◆ Problem to solve:
Starting at the first line of the entries below, output every line exactly, up to and including the line with "The closed shapes".

◆ Data records:
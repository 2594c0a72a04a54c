/*
 * This Source Code Form is subject to the terms of the Mozilla Public
 * License, v. 2.0. If a copy of the MPL was not distributed with this
 * file, You can obtain one at https://mozilla.org/MPL/2.0/.
 */

use crate::arc::*;
use crate::consts::*;
use crate::error::*;
use crate::geo::*;
use crate::path::*;
use crate::spline::*;

///
/// Builds a path out of shapes, tracking the 'current figure'
///
/// The closed shapes (`add_rectangle()`, `add_rounded_rectangle()`, `add_ellipse()`, `add_polygon()`, `add_pie()`
/// and `add_closed_curve()`) always produce exactly one new, closed figure no matter what came before them. The
/// open shapes (`add_line()`, `add_lines()`, `add_bezier()`, `add_beziers()`, `add_curve()` and `add_arc()`)
/// continue the current figure if it is still open, so they can be chained into a single connected figure.
///
/// Every operation either succeeds completely or leaves the path exactly as it was.
///
#[derive(Clone, PartialEq, Debug, Default)]
pub struct PathBuilder {
    path: Path,
}

impl PathBuilder {
    ///
    /// Creates a builder for a new, empty path
    ///
    pub fn new() -> PathBuilder {
        PathBuilder::default()
    }

    ///
    /// Creates a builder for a new, empty path with the specified fill mode
    ///
    pub fn with_fill_mode(fill_mode: FillMode) -> PathBuilder {
        PathBuilder {
            path: Path::with_fill_mode(fill_mode),
        }
    }

    ///
    /// Creates a builder that extends an existing path
    ///
    pub fn from_path(path: Path) -> PathBuilder {
        PathBuilder { path }
    }

    ///
    /// The path built so far
    ///
    #[inline]
    pub fn path(&self) -> &Path {
        &self.path
    }

    ///
    /// Finishes building, returning the path
    ///
    #[inline]
    pub fn into_path(self) -> Path {
        self.path
    }

    #[inline]
    pub fn fill_mode(&self) -> FillMode {
        self.path.fill_mode()
    }

    #[inline]
    pub fn set_fill_mode(&mut self, fill_mode: FillMode) {
        self.path.set_fill_mode(fill_mode);
    }

    ///
    /// Removes everything from the path (the fill mode is kept)
    ///
    pub fn reset(&mut self) {
        self.path.reset();
    }

    ///
    /// Ensures that the next shape starts a new figure
    ///
    /// Unlike `close_figure()` this leaves the current figure open. Nothing happens if the current figure is closed
    /// already or if it is just a start point with nothing after it.
    ///
    pub fn start_figure(&mut self) {
        if self.path.is_subpath_open() && self.path.subpath_has_segments() {
            self.path.start_new_subpath();
        }
    }

    ///
    /// Closes the current figure, if it has at least one line or curve
    ///
    pub fn close_figure(&mut self) {
        if self.path.is_subpath_open() && self.path.subpath_has_segments() {
            self.path.close_subpath();
        }
    }

    ///
    /// Adds a line to the current figure
    ///
    pub fn add_line(&mut self, from: Coord2, to: Coord2) {
        self.path.move_or_line_to(from);
        self.path.move_or_line_to(to);
    }

    ///
    /// Adds a series of connected lines to the current figure
    ///
    pub fn add_lines(&mut self, points: &[Coord2]) -> Result<(), PathError> {
        if points.is_empty() {
            return Err(rejected(
                "add_lines",
                PathError::TooFewPoints {
                    required: 1,
                    actual: 0,
                },
            ));
        }
        check_finite_points("add_lines", points)?;

        for point in points {
            self.path.move_or_line_to(*point);
        }

        Ok(())
    }

    ///
    /// Adds a single bezier section to the current figure
    ///
    pub fn add_bezier(
        &mut self,
        start_point: Coord2,
        cp1: Coord2,
        cp2: Coord2,
        end_point: Coord2,
    ) -> Result<(), PathError> {
        self.path.add_beziers(&[start_point, cp1, cp2, end_point])
    }

    ///
    /// Adds a run of connected bezier sections to the current figure: a start point followed by three points
    /// (two control points and an end point) for each section
    ///
    pub fn add_beziers(&mut self, points: &[Coord2]) -> Result<(), PathError> {
        self.path.add_beziers(points)
    }

    ///
    /// Adds an open cardinal spline with the default tension to the current figure
    ///
    pub fn add_curve(&mut self, points: &[Coord2]) -> Result<(), PathError> {
        self.path.add_curve(points, DEFAULT_TENSION)
    }

    ///
    /// Adds an open cardinal spline to the current figure
    ///
    pub fn add_curve_with_tension(&mut self, points: &[Coord2], tension: f64) -> Result<(), PathError> {
        self.path.add_curve(points, tension)
    }

    ///
    /// Adds some of the sections of an open cardinal spline to the current figure
    ///
    /// The spline is worked out for all of the points, so the neighbours of the first and last section that's added
    /// still affect its shape: only sections `offset..(offset+num_segments)` are added to the path.
    ///
    pub fn add_curve_segments(
        &mut self,
        points: &[Coord2],
        offset: usize,
        num_segments: usize,
        tension: f64,
    ) -> Result<(), PathError> {
        if points.len() < 2 {
            return Err(rejected(
                "add_curve_segments",
                PathError::TooFewPoints {
                    required: 2,
                    actual: points.len(),
                },
            ));
        }

        check_finite_points("add_curve_segments", points)?;
        check_finite("add_curve_segments", &[tension])?;

        let available = points.len() - 1;
        let in_range = offset
            .checked_add(num_segments)
            .map(|end| end <= available)
            .unwrap_or(false);
        if num_segments == 0 || !in_range {
            return Err(rejected(
                "add_curve_segments",
                PathError::SegmentRangeOutOfBounds {
                    offset,
                    segments: num_segments,
                    available,
                },
            ));
        }

        let sections = cardinal_spline_sections(points, tension);

        self.path.move_or_line_to(points[offset]);
        for ((cp1, cp2), end_point) in sections.into_iter().skip(offset).take(num_segments) {
            self.path.bezier_to(cp1, cp2, end_point, false)?;
        }

        Ok(())
    }

    ///
    /// Adds an arc of the ellipse that fits in the specified bounding box to the current figure
    ///
    /// Angles are in degrees, measured clockwise from the positive x-axis.
    ///
    pub fn add_arc(
        &mut self,
        x: f64,
        y: f64,
        width: f64,
        height: f64,
        start_angle: f64,
        sweep_angle: f64,
    ) -> Result<(), PathError> {
        self.path.add_arc(x, y, width, height, start_angle, sweep_angle)
    }

    ///
    /// Adds an arc of the ellipse with the specified center and radii to the current figure
    ///
    pub fn add_arc_center(
        &mut self,
        center: Coord2,
        radius_x: f64,
        radius_y: f64,
        start_angle: f64,
        sweep_angle: f64,
    ) -> Result<(), PathError> {
        check_dimensions("add_arc_center", radius_x, radius_y)?;
        check_finite_points("add_arc_center", &[center])?;

        self.path.add_arc(
            center.0 - radius_x,
            center.1 - radius_y,
            radius_x * 2.0,
            radius_y * 2.0,
            start_angle,
            sweep_angle,
        )
    }

    ///
    /// Adds a rectangle as a new closed figure, running clockwise from the top-left corner
    ///
    pub fn add_rectangle(&mut self, x: f64, y: f64, width: f64, height: f64) -> Result<(), PathError> {
        check_dimensions("add_rectangle", width, height)?;
        check_finite("add_rectangle", &[x, y])?;

        self.start_figure();
        self.path.move_to(Coord2(x, y));
        self.path.line_to(Coord2(x + width, y), false)?;
        self.path.line_to(Coord2(x + width, y + height), false)?;
        self.path.line_to(Coord2(x, y + height), false)?;
        self.path.line_to(Coord2(x, y), true)?;
        self.close_figure();

        Ok(())
    }

    ///
    /// Adds a rectangle with rounded corners as a new closed figure
    ///
    /// Each corner is a quarter of an ellipse of size `ellipse_width` by `ellipse_height`. The figure starts where the
    /// top edge meets the top-right corner and runs clockwise. Corners larger than the rectangle are not reduced, so
    /// they overlap and the straight edges run backwards.
    ///
    pub fn add_rounded_rectangle(
        &mut self,
        x: f64,
        y: f64,
        width: f64,
        height: f64,
        ellipse_width: f64,
        ellipse_height: f64,
    ) -> Result<(), PathError> {
        check_dimensions("add_rounded_rectangle", width, height)?;
        check_dimensions("add_rounded_rectangle", ellipse_width, ellipse_height)?;
        check_finite("add_rounded_rectangle", &[x, y])?;

        let arc_width = ellipse_width / 2.0;
        let arc_height = ellipse_height / 2.0;
        let (left, top) = (x, y);
        let (right, bottom) = (x + width, y + height);

        // Corner centers, in the order the corners are visited
        let corners = [
            (Coord2(right - arc_width, top + arc_height), Quadrant::TopRight),
            (Coord2(right - arc_width, bottom - arc_height), Quadrant::BottomRight),
            (Coord2(left + arc_width, bottom - arc_height), Quadrant::BottomLeft),
            (Coord2(left + arc_width, top + arc_height), Quadrant::TopLeft),
        ];

        let (first_center, first_quadrant) = corners[0];
        let first_point = quadrant_start_point(first_center, arc_width, arc_height, first_quadrant, true);

        self.start_figure();
        self.path.move_to(first_point);

        for (idx, (center, quadrant)) in corners.iter().enumerate() {
            self.path
                .quadrant_arc_to(*center, arc_width, arc_height, quadrant.index(), true)?;

            // Straight edge to the start of the next corner
            let (next_center, next_quadrant) = corners[(idx + 1) % corners.len()];
            let next_start = quadrant_start_point(next_center, arc_width, arc_height, next_quadrant, true);
            let is_last = idx == corners.len() - 1;

            self.path.line_to(next_start, is_last)?;
        }

        self.close_figure();

        Ok(())
    }

    ///
    /// Adds the ellipse that fits in the specified bounding box as a new closed figure
    ///
    /// The figure starts at the top of the ellipse and runs clockwise through the four quadrants.
    ///
    pub fn add_ellipse(&mut self, x: f64, y: f64, width: f64, height: f64) -> Result<(), PathError> {
        check_dimensions("add_ellipse", width, height)?;
        check_finite("add_ellipse", &[x, y])?;

        let half_width = width / 2.0;
        let half_height = height / 2.0;
        let center = Coord2(x + half_width, y + half_height);

        self.start_figure();
        self.path.move_to(quadrant_start_point(
            center,
            half_width,
            half_height,
            Quadrant::TopRight,
            true,
        ));

        for quadrant in Quadrant::clockwise().iter() {
            self.path
                .quadrant_arc_to(center, half_width, half_height, quadrant.index(), true)?;
        }

        self.close_figure();

        Ok(())
    }

    ///
    /// Adds a polygon through the specified points as a new closed figure
    ///
    pub fn add_polygon(&mut self, points: &[Coord2]) -> Result<(), PathError> {
        if points.len() < 3 {
            return Err(rejected(
                "add_polygon",
                PathError::TooFewPoints {
                    required: 3,
                    actual: points.len(),
                },
            ));
        }
        check_finite_points("add_polygon", points)?;

        let last_idx = points.len() - 1;

        self.start_figure();
        self.path.move_to(points[0]);
        for (idx, point) in points.iter().enumerate().skip(1) {
            self.path.line_to(*point, idx == last_idx)?;
        }
        self.path.close_subpath();
        self.close_figure();

        Ok(())
    }

    ///
    /// Adds a pie slice (an arc joined to the center of its ellipse) as a new closed figure
    ///
    pub fn add_pie(
        &mut self,
        x: f64,
        y: f64,
        width: f64,
        height: f64,
        start_angle: f64,
        sweep_angle: f64,
    ) -> Result<(), PathError> {
        check_dimensions("add_pie", width, height)?;
        check_finite("add_pie", &[x, y, start_angle, sweep_angle])?;

        self.start_figure();
        self.path.move_to(Coord2(x + width / 2.0, y + height / 2.0));
        self.path.add_arc(x, y, width, height, start_angle, sweep_angle)?;
        self.close_figure();

        Ok(())
    }

    ///
    /// Adds a closed cardinal spline with the default tension as a new closed figure
    ///
    pub fn add_closed_curve(&mut self, points: &[Coord2]) -> Result<(), PathError> {
        self.add_closed_curve_with_tension(points, DEFAULT_TENSION)
    }

    ///
    /// Adds a closed cardinal spline as a new closed figure
    ///
    /// The spline wraps around, so the first and last points are treated as neighbours and a final section joins
    /// the last point back to the first.
    ///
    pub fn add_closed_curve_with_tension(&mut self, points: &[Coord2], tension: f64) -> Result<(), PathError> {
        if points.len() < 2 {
            return Err(rejected(
                "add_closed_curve",
                PathError::TooFewPoints {
                    required: 2,
                    actual: points.len(),
                },
            ));
        }
        check_finite_points("add_closed_curve", points)?;
        check_finite("add_closed_curve", &[tension])?;

        self.start_figure();
        self.path.move_to(points[0]);
        for ((cp1, cp2), end_point) in closed_cardinal_spline_sections(points, tension) {
            self.path.bezier_to(cp1, cp2, end_point, false)?;
        }
        self.close_figure();

        Ok(())
    }

    ///
    /// Appends the figures from another path
    ///
    /// If `connect` is true and the current figure is open, the first figure of the other path continues it.
    ///
    pub fn add_path(&mut self, path: &Path, connect: bool) {
        self.path.append(path, connect);
    }
}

◆ Solved exercise:
repository 2594c0a72a04a54c
/*
 * This Source Code Form is subject to the terms of the Mozilla Public
 * License, v. 2.0. If a copy of the MPL was not distributed with this
 * file, You can obtain one at https://mozilla.org/MPL/2.0/.
 */

use crate::arc::*;
use crate::consts::*;
use crate::error::*;
use crate::geo::*;
use crate::path::*;
use crate::spline::*;

///
/// Builds a path out of shapes, tracking the 'current figure'
///
/// The closed shapes (`add_rectangle()`, `add_rounded_rectangle()`, `add_ellipse()`, `add_polygon()`, `add_pie()`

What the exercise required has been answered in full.